# Chronic Shippers Society



## Eclipse (Jul 14, 2011)

You know you have a problem when your OTP is an OT3 or even an OT4 and sometimes you can't do anything but just plain ship everyone/everyone.

This club is to discuss our pair-picking woes and general lack of control on focusing on any one true pairing.

Anyone is allowed to discuss any fandom and any shippings, but please no ship-to-ship combat. Unless it's a civilized debate.

Considering this is a Pokemon forum, I might as well start with the *Pokemon* fandom. For the games, I usually ship the main player/rival, but sometimes I ship the male player/female player together. Unless it's Black and White, in which case I ship N/Everyone. :U
For the anime, I'm your typical shipper. Pokeshipping, Contestshipping, etc. Ikarishipping is my particular guilty pleasure.
Pairing peeves would have to go to Pearlshipping. I really can't understand it, unlike Advanceshipping.

I hope this is allowed here.


----------



## Zero Moment (Jul 14, 2011)

Jhonen <3 Equius OTP
Also Kanaya <3/<3< The Universe OTP

That is all for now.


----------



## Eclipse (Jul 14, 2011)

Oh my god, Homestuck is the absolute worst.
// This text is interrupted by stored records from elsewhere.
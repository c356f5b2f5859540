//! Vulnerability scan gate.
//!
//! A scan exports one variant to an archive, takes the database cache lock,
//! and hands the archive to the scanner. The scanner only reports findings;
//! whether they fail the release is decided here by comparing them with the
//! requested severity floor.

pub mod cache_lock;

use std::fmt;
use std::path::PathBuf;
use std::str::FromStr;

use serde::{Deserialize, Serialize};
use thiserror::Error;
use tracing::{info, warn};

use crate::image::{Compression, ImageVariant};
use crate::toolchain::{BuildEngine, ScanRequest, Scanner, ToolError};

use cache_lock::{CacheLock, CacheLockError};

/// Vulnerability severity, ordered from least to most severe.
#[derive(Debug, Clone, Copy, PartialEq, Eq, PartialOrd, Ord, Hash, Serialize, Deserialize)]
#[serde(rename_all = "lowercase")]
pub enum Severity {
  Unknown,
  Negligible,
  Low,
  Medium,
  High,
  Critical,
}

impl Severity {
  pub fn as_str(&self) -> &'static str {
    match self {
      Severity::Unknown => "unknown",
      Severity::Negligible => "negligible",
      Severity::Low => "low",
      Severity::Medium => "medium",
      Severity::High => "high",
      Severity::Critical => "critical",
    }
  }
}

impl fmt::Display for Severity {
  fn fmt(&self, f: &mut fmt::Formatter<'_>) -> fmt::Result {
    f.write_str(self.as_str())
  }
}

impl FromStr for Severity {
  type Err = String;

  fn from_str(s: &str) -> Result<Self, Self::Err> {
    match s.trim().to_ascii_lowercase().as_str() {
      "unknown" => Ok(Severity::Unknown),
      "negligible" => Ok(Severity::Negligible),
      "low" => Ok(Severity::Low),
      "medium" => Ok(Severity::Medium),
      "high" => Ok(Severity::High),
      "critical" => Ok(Severity::Critical),
      other => Err(format!("unknown severity: {other}")),
    }
  }
}

/// What to do when the severity floor is breached.
#[derive(Debug, Clone, Copy, Default, PartialEq, Eq, Serialize, Deserialize)]
#[serde(rename_all = "kebab-case")]
pub enum GatePolicy {
  /// A breach fails the step.
  #[default]
  Enforce,
  /// A breach is logged and the step continues.
  ReportOnly,
}

impl FromStr for GatePolicy {
  type Err = String;

  fn from_str(s: &str) -> Result<Self, Self::Err> {
    match s {
      "enforce" => Ok(GatePolicy::Enforce),
      "report-only" => Ok(GatePolicy::ReportOnly),
      other => Err(format!("unknown gate policy: {other}")),
    }
  }
}

/// Outcome of one scan.
#[derive(Debug, Clone, PartialEq, Eq)]
pub struct ScanVerdict {
  pub report: String,
  pub passed: bool,
  pub floor: Option<Severity>,
  /// Most severe finding, if any.
  pub highest: Option<Severity>,
  pub finding_count: usize,
}

impl ScanVerdict {
  /// Judge `severities` against `floor`. Without a floor every scan passes.
  pub fn evaluate(report: String, severities: &[Severity], floor: Option<Severity>) -> Self {
    let highest = severities.iter().copied().max();
    let passed = match (floor, highest) {
      (Some(floor), Some(highest)) => highest < floor,
      _ => true,
    };
    Self {
      report,
      passed,
      floor,
      highest,
      finding_count: severities.len(),
    }
  }

  /// Apply `policy`, turning a failed verdict into an error when enforcing.
  pub fn enforce(self, policy: GatePolicy) -> Result<Self, GateFailure> {
    if self.passed {
      return Ok(self);
    }
    match policy {
      GatePolicy::Enforce => Err(GateFailure { verdict: self }),
      GatePolicy::ReportOnly => {
        warn!(
          floor = ?self.floor,
          highest = ?self.highest,
          "scan found vulnerabilities at or above the floor; continuing (report-only)"
        );
        Ok(self)
      }
    }
  }
}

/// A scan that breached its severity floor. Carries the full verdict so the
/// report can still be shown.
#[derive(Debug, Clone, PartialEq, Eq)]
pub struct GateFailure {
  pub verdict: ScanVerdict,
}

impl fmt::Display for GateFailure {
  fn fmt(&self, f: &mut fmt::Formatter<'_>) -> fmt::Result {
    let floor = self.verdict.floor.map(|s| s.as_str()).unwrap_or("none");
    let highest = self.verdict.highest.map(|s| s.as_str()).unwrap_or("none");
    write!(
      f,
      "found vulnerabilities at or above severity '{floor}' (highest: {highest}, {} finding(s))",
      self.verdict.finding_count
    )
  }
}

impl std::error::Error for GateFailure {}

/// Errors from running a scan, before any verdict is reached.
#[derive(Debug, Error)]
pub enum ScanError {
  #[error("failed to export image for scanning: {0}")]
  Export(#[source] ToolError),

  #[error("scan cache lock: {0}")]
  Lock(#[from] CacheLockError),

  #[error("scanner failed: {0}")]
  Tool(#[source] ToolError),

  #[error("io error: {0}")]
  Io(#[from] std::io::Error),
}

#[derive(Debug, Clone)]
pub struct ScanOptions {
  pub fail_on: Option<Severity>,
  pub output_format: String,
  pub policy: GatePolicy,
}

/// Paths a scan needs on disk.
#[derive(Debug, Clone)]
pub struct ScanPaths {
  pub work_dir: PathBuf,
  pub db_cache_dir: PathBuf,
}

/// Export `variant`, scan it under the cache lock, and judge the findings.
///
/// Returns the verdict whether or not it passed; gating is the caller's call
/// via [`ScanVerdict::enforce`].
pub async fn scan_variant<T>(
  toolchain: &T,
  variant: &ImageVariant,
  options: &ScanOptions,
  paths: &ScanPaths,
) -> Result<ScanVerdict, ScanError>
where
  T: BuildEngine + Scanner,
{
  info!(platform = %variant.platform, fail_on = ?options.fail_on, "scanning image");

  tokio::fs::create_dir_all(&paths.work_dir).await?;
  let scratch = tempfile::Builder::new().prefix("scan-").tempdir_in(&paths.work_dir)?;
  let archive = scratch.path().join(format!("{}.tar", variant.platform.slug()));

  toolchain
    .export(std::slice::from_ref(variant), Compression::Uncompressed, &archive)
    .await
    .map_err(ScanError::Export)?;

  let report = {
    let _lock = CacheLock::acquire(&paths.db_cache_dir).await?;
    toolchain
      .scan(ScanRequest {
        variant: variant.clone(),
        archive: archive.clone(),
        output_format: options.output_format.clone(),
        db_cache_dir: paths.db_cache_dir.clone(),
      })
      .await
      .map_err(ScanError::Tool)?
  };

  let severities: Vec<_> = report.findings.iter().map(|f| f.severity).collect();
  let verdict = ScanVerdict::evaluate(report.text, &severities, options.fail_on);

  info!(
    platform = %variant.platform,
    findings = verdict.finding_count,
    highest = ?verdict.highest,
    passed = verdict.passed,
    "scan complete"
  );

  Ok(verdict)
}
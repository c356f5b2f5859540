//! Opaque secret values.
//!
//! A [`Secret`] never prints its contents: `Debug` and `Display` render a
//! placeholder, and there is no `Serialize` impl. The only way to read the value
//! is [`Secret::reveal`], which is called where a secret is handed to an
//! external tool and nowhere else.

use std::fmt;
use std::path::PathBuf;
use std::str::FromStr;

use thiserror::Error;

const REDACTED: &str = "[redacted]";

#[derive(Debug, Error)]
pub enum SecretError {
  /// The offending text is not echoed; it may be the secret itself.
  #[error("invalid secret reference: expected env:NAME or file:PATH")]
  InvalidReference,

  #[error("environment variable {0} is not set")]
  MissingEnv(String),

  #[error("failed to read secret file {path}: {source}")]
  ReadFile {
    path: PathBuf,
    #[source]
    source: std::io::Error,
  },
}

#[derive(Clone, PartialEq, Eq)]
pub struct Secret(String);

impl Secret {
  pub fn new(value: impl Into<String>) -> Self {
    Self(value.into())
  }

  /// Plaintext value. Call only at the point of invoking a collaborator.
  pub fn reveal(&self) -> &str {
    &self.0
  }
}

impl fmt::Debug for Secret {
  fn fmt(&self, f: &mut fmt::Formatter<'_>) -> fmt::Result {
    f.write_str(REDACTED)
  }
}

impl fmt::Display for Secret {
  fn fmt(&self, f: &mut fmt::Formatter<'_>) -> fmt::Result {
    f.write_str(REDACTED)
  }
}

/// Where a secret is loaded from.
#[derive(Debug, Clone, PartialEq, Eq)]
pub enum SecretSource {
  Env(String),
  File(PathBuf),
}

impl SecretSource {
  pub fn load(&self) -> Result<Secret, SecretError> {
    match self {
      SecretSource::Env(name) => std::env::var(name)
        .map(Secret::new)
        .map_err(|_| SecretError::MissingEnv(name.clone())),
      SecretSource::File(path) => std::fs::read_to_string(path)
        .map(|content| Secret::new(content.trim_end_matches(['\r', '\n'])))
        .map_err(|source| SecretError::ReadFile {
          path: path.clone(),
          source,
        }),
    }
  }
}

impl FromStr for SecretSource {
  type Err = SecretError;

  fn from_str(s: &str) -> Result<Self, Self::Err> {
    match s.split_once(':') {
      Some(("env", name)) if !name.is_empty() => Ok(SecretSource::Env(name.to_string())),
      Some(("file", path)) if !path.is_empty() => Ok(SecretSource::File(PathBuf::from(path))),
      _ => Err(SecretError::InvalidReference),
    }
  }
}

/// Username and password for one registry.
#[derive(Debug, Clone)]
pub struct RegistryAuth {
  pub username: String,
  pub password: Secret,
}

impl RegistryAuth {
  pub fn new(username: impl Into<String>, password: Secret) -> Self {
    Self {
      username: username.into(),
      password,
    }
  }
}
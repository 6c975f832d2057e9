//! Aggregate power-grid bookkeeping.
//!
//! Pure aggregation each tick, with no persistent routing graph:
//!
//! - supply = sum of `current_output` over active producers
//! - demand = sum of `draw` over enabled consumers
//! - every enabled consumer's `powered` flag becomes `supply >= demand`
//!   (binary allocation: the whole grid is powered or none of it is)
//! - surplus charges batteries, deficit discharges them, each battery at its
//!   own rate clamped to `[0, capacity]`
//!
//! Batteries do not feed back into the same tick's supply. The pass is single
//! sweep, not iterated to a fixed point; that behavior is load-bearing and
//! must be preserved.

use outpost_ecs::schedule::{System, SystemError};

use crate::world::World;

/// Priority of the power system in the tick order.
pub const POWER_PRIORITY: i32 = 20;

/// The power system. State lives entirely in components; the system itself
/// only carries its last-computed totals for observability.
#[derive(Debug, Default)]
pub struct PowerSystem {
    last_supply: f32,
    last_demand: f32,
}

impl PowerSystem {
    /// Create the power system.
    pub fn new() -> Self {
        Self::default()
    }

    /// Total supply computed on the most recent tick.
    pub fn last_supply(&self) -> f32 {
        self.last_supply
    }

    /// Total demand computed on the most recent tick.
    pub fn last_demand(&self) -> f32 {
        self.last_demand
    }
}

impl System<World> for PowerSystem {
    fn name(&self) -> &str {
        "power"
    }

    fn priority(&self) -> i32 {
        POWER_PRIORITY
    }

    fn update(&mut self, world: &mut World, dt: f32) -> Result<(), SystemError> {
        let supply: f32 = world
            .producers
            .iter()
            .filter(|(_, p)| p.active)
            .map(|(_, p)| p.current_output)
            .sum();
        let demand: f32 = world
            .consumers
            .iter()
            .filter(|(_, c)| c.enabled)
            .map(|(_, c)| c.draw)
            .sum();

        let grid_powered = supply >= demand;
        for (_, consumer) in world.consumers.iter_mut() {
            consumer.powered = consumer.enabled && grid_powered;
        }

        let surplus = supply - demand;
        for (_, battery) in world.batteries.iter_mut() {
            if surplus > 0.0 {
                let delta = surplus.min(battery.max_charge_rate * dt);
                battery.charge = (battery.charge + delta).min(battery.capacity);
            } else if surplus < 0.0 {
                let delta = (-surplus).min(battery.max_discharge_rate * dt);
                battery.charge = (battery.charge - delta).max(0.0);
            }
        }

        self.last_supply = supply;
        self.last_demand = demand;
        tracing::trace!(supply, demand, grid_powered, "power pass");
        Ok(())
    }
}

// ---------------------------------------------------------------------------
// Tests
// ---------------------------------------------------------------------------

#[cfg(test)]
mod tests {
    use super::*;
    use crate::components::{Battery, PowerChannel, PowerConsumer, PowerProducer};

    const DT: f32 = 1.0 / 30.0;

    fn add_producer(world: &mut World, output: f32, active: bool) {
        let e = world.spawn();
        world.producers.insert(
            e,
            PowerProducer {
                max_output: output,
                current_output: output,
                active,
            },
        );
    }

    fn add_consumer(world: &mut World, draw: f32, enabled: bool) -> outpost_ecs::entity::Entity {
        let e = world.spawn();
        world.consumers.insert(
            e,
            PowerConsumer {
                draw,
                channel: PowerChannel::Equipment,
                enabled,
                powered: false,
            },
        );
        e
    }

    #[test]
    fn undersupply_unpowers_everything() {
        let mut world = World::new();
        let mut power = PowerSystem::new();
        add_producer(&mut world, 900.0, true);
        let a = add_consumer(&mut world, 600.0, true);
        let b = add_consumer(&mut world, 400.0, true);

        power.update(&mut world, DT).unwrap();

        // 900 supply vs 1000 demand: binary allocation, nothing is powered.
        assert!(!world.consumers.get(a).unwrap().powered);
        assert!(!world.consumers.get(b).unwrap().powered);
        assert_eq!(power.last_supply(), 900.0);
        assert_eq!(power.last_demand(), 1000.0);
    }

    #[test]
    fn oversupply_powers_everything() {
        let mut world = World::new();
        let mut power = PowerSystem::new();
        add_producer(&mut world, 1100.0, true);
        let a = add_consumer(&mut world, 600.0, true);
        let b = add_consumer(&mut world, 400.0, true);

        power.update(&mut world, DT).unwrap();

        assert!(world.consumers.get(a).unwrap().powered);
        assert!(world.consumers.get(b).unwrap().powered);
    }

    #[test]
    fn disabled_consumer_excluded_and_unpowered() {
        let mut world = World::new();
        let mut power = PowerSystem::new();
        add_producer(&mut world, 500.0, true);
        let on = add_consumer(&mut world, 400.0, true);
        let off = add_consumer(&mut world, 9000.0, false);

        power.update(&mut world, DT).unwrap();

        // The disabled consumer contributes no demand and never reads powered.
        assert!(world.consumers.get(on).unwrap().powered);
        assert!(!world.consumers.get(off).unwrap().powered);
        assert_eq!(power.last_demand(), 400.0);
    }

    #[test]
    fn inactive_producer_contributes_nothing() {
        let mut world = World::new();
        let mut power = PowerSystem::new();
        add_producer(&mut world, 1000.0, false);
        let c = add_consumer(&mut world, 10.0, true);

        power.update(&mut world, DT).unwrap();
        assert!(!world.consumers.get(c).unwrap().powered);
        assert_eq!(power.last_supply(), 0.0);
    }

    #[test]
    fn surplus_charges_battery_at_rate() {
        let mut world = World::new();
        let mut power = PowerSystem::new();
        add_producer(&mut world, 1000.0, true);
        add_consumer(&mut world, 400.0, true);
        let b = world.spawn();
        world.batteries.insert(
            b,
            Battery {
                capacity: 10_000.0,
                charge: 0.0,
                max_charge_rate: 300.0,
                max_discharge_rate: 300.0,
            },
        );

        power.update(&mut world, DT).unwrap();

        // Surplus 600 exceeds the rate; charge rises by rate * dt only.
        let expected = 300.0 * DT;
        let charge = world.batteries.get(b).unwrap().charge;
        assert!((charge - expected).abs() < 1e-4, "charge {charge}");
    }

    #[test]
    fn deficit_discharges_battery_floored_at_zero() {
        let mut world = World::new();
        let mut power = PowerSystem::new();
        add_consumer(&mut world, 50.0, true);
        let b = world.spawn();
        world.batteries.insert(
            b,
            Battery {
                capacity: 1000.0,
                charge: 0.5,
                max_charge_rate: 100.0,
                max_discharge_rate: 100.0,
            },
        );

        // Deficit 50 each tick; battery bottoms out at zero, never negative.
        for _ in 0..10 {
            power.update(&mut world, DT).unwrap();
        }
        assert_eq!(world.batteries.get(b).unwrap().charge, 0.0);
    }

    #[test]
    fn charge_capped_at_capacity() {
        let mut world = World::new();
        let mut power = PowerSystem::new();
        add_producer(&mut world, 10_000.0, true);
        let b = world.spawn();
        world.batteries.insert(
            b,
            Battery {
                capacity: 100.0,
                charge: 99.9,
                max_charge_rate: 10_000.0,
                max_discharge_rate: 100.0,
            },
        );

        power.update(&mut world, DT).unwrap();
        assert_eq!(world.batteries.get(b).unwrap().charge, 100.0);
    }

    #[test]
    fn battery_does_not_feed_same_tick_supply() {
        let mut world = World::new();
        let mut power = PowerSystem::new();
        // Demand 100, no producers, a fully charged battery.
        let c = add_consumer(&mut world, 100.0, true);
        let b = world.spawn();
        world.batteries.insert(
            b,
            Battery {
                capacity: 1000.0,
                charge: 1000.0,
                max_charge_rate: 100.0,
                max_discharge_rate: 1000.0,
            },
        );

        power.update(&mut world, DT).unwrap();

        // Single pass: the battery discharged toward the deficit, but supply
        // was computed before it did, so the consumer stays unpowered.
        assert!(!world.consumers.get(c).unwrap().powered);
        assert!(world.batteries.get(b).unwrap().charge < 1000.0);
    }
}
I think I have all my pairings in order, but there's always a page that makes me go "This pairing actually sounds cute too...". It's just one of those things that make me ship Everyone/Everyone. 8C


----------



## Zero Moment (Jul 14, 2011)

Eclipse said:


> Oh my god, Homestuck is the absolute worst. I think I have all my pairings in order, but there's always a page that makes me go "This pairing actually sounds cute too...". It's just one of those things that make me ship Everyone/Everyone. 8C


Just wait until you start reading fan adventures and the hemospectrum is flipped and Eridan becomes your favorite character.


----------



## Coloursfall (Jul 14, 2011)

why not I'll join too

the troll mafia game is making me ship Nepeta<3Feferi which is _really weird_ but also femslash and I love femslash.

Also don't even get me started on TF2 ahaha


----------



## Mai (Jul 14, 2011)

_the troll mafia game_

YES.

Okay this is silly but everyone acting like the trolls and squabbling around (i havve no feelins) is the best thing ever. You could toss out about any pairing out there and suddenly THAT IS MY NEW FAVORITE SHIP. I already liked Equius <> Nepeta for several reasons, but now with that picture and everything I _love it._ And now I'm thinking that Feferi in-game broke up with Eridan is now Nepeta's moirail or something. It's... making me consider a fanfic based off this once the mafia is over. I probably won't, but the idea is _so tempting_ right now. 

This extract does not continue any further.